The one wine that completely and pleasantly surprised me was the Vina Casablanca Nimbus Sauvignon Blanc from the cool coastal valley of the same name.  Sauvignon has long emerged as the key white in coastal Chile, but we are so frequented by ‘value’ priced options at $15 that we lose sight of what can be achieved in a more ambitious, more expensive, attempts.

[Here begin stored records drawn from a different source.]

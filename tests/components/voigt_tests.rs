//! Tests for the width-pair Voigt component

use crate::test_helpers::{array_approx_eq, voigt};
use approx::assert_relative_eq;
use ndarray::Array1;
use voigt_rs::model::Component;
use voigt_rs::models::{Parameterization, Voigt};
use voigt_rs::VoigtError;

#[test]
fn test_function() {
    let mut g = Voigt::new(false);
    g.set_area(5.0).unwrap();
    g.set_value("gwidth", 0.5).unwrap();
    g.set_value("lwidth", 0.2).unwrap();
    g.set_centre(1.0).unwrap();

    assert_relative_eq!(g.function(0.0).unwrap(), 0.35380168, max_relative = 1e-7);
    assert_relative_eq!(g.function(1.0).unwrap(), 5.06863535, max_relative = 1e-7);
}

#[test]
fn test_function_array_matches_scalar_calls() {
    let g = voigt(1.0, 5.0, 0.5, 0.2);
    let x = Array1::linspace(-2.0, 4.0, 25);
    let y = g.function_array(&x).unwrap();
    let scalar: Array1<f64> = x.iter().map(|&v| g.function(v).unwrap()).collect();
    assert!(array_approx_eq(&y, &scalar, 1e-15));
}

#[test]
fn test_defaults_evaluate() {
    // A fresh component evaluates with its default values
    let g = Voigt::new(false);
    assert_eq!(g.area().unwrap(), 1.0);
    assert_eq!(g.centre().unwrap(), 0.0);
    assert_eq!(g.gaussian_width().unwrap(), 1.0);
    assert_eq!(g.lorentzian_width().unwrap(), 0.2);
    assert!(g.function(0.0).unwrap() > g.function(1.0).unwrap());
}

#[test]
fn test_util_gamma_set() {
    let mut g = Voigt::new(false);
    g.set_gamma(3.0).unwrap();
    assert_relative_eq!(g.value("lwidth").unwrap(), g.gamma().unwrap());
}

#[test]
fn test_util_gamma_get() {
    let mut g = Voigt::new(false);
    g.set_value("lwidth", 3.0).unwrap();
    assert_relative_eq!(g.value("lwidth").unwrap(), g.gamma().unwrap());
}

#[test]
fn test_util_gamma_getset() {
    let mut g = Voigt::new(false);
    g.set_gamma(3.0).unwrap();
    assert_relative_eq!(g.gamma().unwrap(), 3.0);
}

#[test]
fn test_util_sigma_set() {
    let mut g = Voigt::new(false);
    g.set_sigma(1.0).unwrap();
    assert_relative_eq!(
        g.value("gwidth").unwrap(),
        2.0 * (2.0 * 2f64.ln()).sqrt(),
        max_relative = 1e-12
    );
}

#[test]
fn test_util_sigma_get() {
    let mut g = Voigt::new(false);
    g.set_value("gwidth", 1.0).unwrap();
    assert_relative_eq!(
        g.sigma().unwrap(),
        1.0 / (2.0 * (2.0 * 2f64.ln()).sqrt()),
        max_relative = 1e-12
    );
}

#[test]
fn test_util_sigma_getset() {
    let mut g = Voigt::new(false);
    g.set_sigma(1.0).unwrap();
    assert_relative_eq!(g.sigma().unwrap(), 1.0, max_relative = 1e-12);
}

#[test]
fn test_unimodal_for_many_shapes() {
    for &(gwidth, lwidth) in &[(0.5, 0.2), (2.0, 0.0), (0.0, 0.7), (0.1, 3.0)] {
        let g = voigt(-1.5, 2.0, gwidth, lwidth);
        let peak = g.function(-1.5).unwrap();
        for &x in &[-40.0, -10.0, -3.0, -1.6, -1.4, 0.0, 4.0, 25.0] {
            assert!(
                g.function(x).unwrap() <= peak,
                "f({}) above the peak for gwidth={}, lwidth={}",
                x,
                gwidth,
                lwidth
            );
        }
    }
}

#[test]
fn test_unknown_parameterization() {
    match Voigt::with_parameterization("pseudo_voigt") {
        Err(VoigtError::Configuration(msg)) => assert!(msg.contains("pseudo_voigt")),
        other => panic!("expected a configuration error, got {:?}", other),
    }

    let g = Voigt::with_parameterization("Width_Pair").unwrap();
    assert_eq!(g.parameterization(), Parameterization::WidthPair);
}

#[test]
fn test_builder_rejects_negative_widths() {
    assert!(Voigt::builder().gwidth(-0.5).build().is_err());

    let g = Voigt::builder().legacy(true).gwidth(0.8).build().unwrap();
    assert_eq!(g.parameterization(), Parameterization::FwhmGamma);
    assert_eq!(g.value("FWHM").unwrap(), 0.8);
}

#[test]
fn test_json_file_round_trip() {
    let mut g = voigt(1.0, 5.0, 0.5, 0.2);
    g.parameters_mut()
        .get_mut("centre")
        .unwrap()
        .set_map(vec![0.9, 1.1])
        .unwrap();

    let path = std::env::temp_dir().join(format!("voigt_rs_component_{}.json", std::process::id()));
    g.save_json(&path).unwrap();
    let loaded = Voigt::load_json(&path).unwrap();
    std::fs::remove_file(&path).ok();

    assert_eq!(loaded.parameter_names(), g.parameter_names());
    assert_eq!(loaded.n_traces().unwrap(), 2);
    let x = Array1::linspace(-1.0, 3.0, 9);
    assert_eq!(loaded.function_nd(&x).unwrap(), g.function_nd(&x).unwrap());
}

And finally, to the cabernets and carmeneres, the bread and butter reds of Chile.  Chile’s traditional ‘take’ is to produce vibrant, firm examples laden with blackcurrant and greens (capers, spinach, shrubby boldos which is the native garrigue of Chile). The slate of three in this release steer to less green and more fruit ripeness as possible, with Mayu Appassimento going as far – perhaps too far – to use overripened grapes.   And there are different takes on the cabernets as well, with the big, cellar worthy Montes Alpha adding some riper, softer syrah. Most curious however is the Aquitania, a project by three French winemakers plus a Chilean partner who have produced one of the lightest, most discreet Chilean cabs I can recall.

There is also a slim but well-chosen B.C. selection on this release that drops some worthwhile wines into the mix, including the re-release of Blue Mountain’s solid Gold Label Brut Sparkling and a good 2016 vintage of Osoyoos-Larose Petalos, plus two picks below.

We four have dug as deeply as possible below to put the best foot forward for the January 23 release, with our personal Chilean picks plus others.

But before turning you loose, I want to dedicate this newsletter to Claudius Fehr, one the founding and guiding spirits of Vintages fine wine program, who passed away last week.  He was an institution as a head buyer and educator from the late 70s until his retirement last decade, training not only LCBO product consultants, but legions of Ontario trade and consumers who studied under him in WSET classes, and private tutorials within the LCBO lab.  Please raise a glass in gratitude to an inveterate wine lover.

Chile

Viña Casablanca Nimbus Single Vineyard 2018 Sauvignon Blanc, Casablanca Valley, Chile
$24.95, Charton Hobbs
Michael Godel – Multi-citrus expression of sauvignon blanc and as such indicates that place beats out winemaking for a splendored, single-vineyard wine. Lime, lemon and grapefruit, or perhaps keffir, meyer and pomello. Three-dimensional and therefore threefold complex and veritably long.
David Lawrason – This has a fresh nose of dill, cucumber, mustard seed, lime leaf – all very delicate sauvignon aromatics. It is mid-weight, fresh, just a bit mineral, dry and squeaky clean without being cosmetic. Consider delicate Asian/cucumber/bokchoy greens.
Sara d’Amato – The nimbus cloud formations that shade the delicate sauvignon blanc vines from the morning sun in the coastal region of Casablanca give us dynamic, tangy wines such as this stunner at under $25. Complex, zesty, salty and brimming with citrus and tropical fruit. Each sip packs a great deal of energy. A notable pick-me-up during these cold and dreary lockdown days.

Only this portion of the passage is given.